(Saved data entries)
********

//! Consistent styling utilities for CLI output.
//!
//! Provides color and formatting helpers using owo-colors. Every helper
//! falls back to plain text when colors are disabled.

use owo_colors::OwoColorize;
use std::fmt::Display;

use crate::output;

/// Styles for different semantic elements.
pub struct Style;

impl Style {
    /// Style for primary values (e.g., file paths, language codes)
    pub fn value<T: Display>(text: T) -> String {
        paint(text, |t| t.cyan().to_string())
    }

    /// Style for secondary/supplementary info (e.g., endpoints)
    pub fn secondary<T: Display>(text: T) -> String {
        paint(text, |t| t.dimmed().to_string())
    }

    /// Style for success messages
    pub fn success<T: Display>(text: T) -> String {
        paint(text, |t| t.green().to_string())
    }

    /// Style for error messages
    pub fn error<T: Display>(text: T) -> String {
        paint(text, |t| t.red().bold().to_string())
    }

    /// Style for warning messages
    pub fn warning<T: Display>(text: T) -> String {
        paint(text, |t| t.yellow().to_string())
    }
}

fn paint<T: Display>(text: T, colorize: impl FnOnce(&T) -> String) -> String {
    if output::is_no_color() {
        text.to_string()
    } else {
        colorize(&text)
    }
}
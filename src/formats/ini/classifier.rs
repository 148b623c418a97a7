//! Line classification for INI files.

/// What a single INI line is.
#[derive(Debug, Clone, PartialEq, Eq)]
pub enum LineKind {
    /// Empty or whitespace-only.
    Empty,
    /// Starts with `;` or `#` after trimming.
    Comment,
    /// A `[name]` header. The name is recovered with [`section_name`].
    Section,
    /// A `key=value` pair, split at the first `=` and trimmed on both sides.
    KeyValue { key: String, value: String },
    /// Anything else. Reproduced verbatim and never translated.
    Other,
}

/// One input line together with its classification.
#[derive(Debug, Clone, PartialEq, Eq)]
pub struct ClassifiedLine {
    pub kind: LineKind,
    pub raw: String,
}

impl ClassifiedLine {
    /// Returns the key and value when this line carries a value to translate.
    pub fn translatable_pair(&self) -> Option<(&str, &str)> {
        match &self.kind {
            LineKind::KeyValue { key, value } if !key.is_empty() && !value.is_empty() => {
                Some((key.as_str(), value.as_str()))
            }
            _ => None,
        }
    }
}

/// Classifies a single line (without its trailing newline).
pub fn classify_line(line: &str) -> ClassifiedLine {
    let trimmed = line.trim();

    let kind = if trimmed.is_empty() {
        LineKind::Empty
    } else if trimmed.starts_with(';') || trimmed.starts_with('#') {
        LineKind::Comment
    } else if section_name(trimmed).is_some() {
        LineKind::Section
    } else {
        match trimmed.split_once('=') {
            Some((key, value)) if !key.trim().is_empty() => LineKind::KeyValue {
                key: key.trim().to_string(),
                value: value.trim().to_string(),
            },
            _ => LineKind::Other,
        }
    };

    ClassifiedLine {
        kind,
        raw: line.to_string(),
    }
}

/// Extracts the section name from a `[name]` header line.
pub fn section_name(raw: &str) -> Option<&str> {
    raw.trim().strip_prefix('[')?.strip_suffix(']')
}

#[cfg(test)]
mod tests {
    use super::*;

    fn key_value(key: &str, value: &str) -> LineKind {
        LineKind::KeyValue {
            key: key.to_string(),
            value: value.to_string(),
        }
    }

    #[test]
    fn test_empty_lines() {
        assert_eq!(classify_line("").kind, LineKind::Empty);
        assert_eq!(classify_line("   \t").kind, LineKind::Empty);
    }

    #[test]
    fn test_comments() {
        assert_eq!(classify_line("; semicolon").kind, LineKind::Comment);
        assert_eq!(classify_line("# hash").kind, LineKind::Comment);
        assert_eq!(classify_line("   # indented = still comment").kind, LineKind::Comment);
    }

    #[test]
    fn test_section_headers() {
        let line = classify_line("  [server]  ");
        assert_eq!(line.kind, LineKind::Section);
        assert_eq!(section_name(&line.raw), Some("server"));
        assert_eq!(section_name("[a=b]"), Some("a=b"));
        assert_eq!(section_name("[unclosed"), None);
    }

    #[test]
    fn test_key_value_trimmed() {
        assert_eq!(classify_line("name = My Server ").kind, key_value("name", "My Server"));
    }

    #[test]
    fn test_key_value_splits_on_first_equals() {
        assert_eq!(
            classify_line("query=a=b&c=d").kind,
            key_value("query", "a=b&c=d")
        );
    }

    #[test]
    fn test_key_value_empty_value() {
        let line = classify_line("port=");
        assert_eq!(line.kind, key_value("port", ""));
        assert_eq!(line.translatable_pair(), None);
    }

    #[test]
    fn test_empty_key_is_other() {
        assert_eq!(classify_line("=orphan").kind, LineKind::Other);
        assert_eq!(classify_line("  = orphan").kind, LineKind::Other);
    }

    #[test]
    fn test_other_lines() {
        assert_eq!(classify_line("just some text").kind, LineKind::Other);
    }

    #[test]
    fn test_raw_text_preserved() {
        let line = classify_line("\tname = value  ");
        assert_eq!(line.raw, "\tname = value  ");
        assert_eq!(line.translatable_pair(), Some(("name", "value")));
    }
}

********

Your task is to gather all lines from the entries above that hold the word "struct".

pub struct Style;
pub struct ClassifiedLine {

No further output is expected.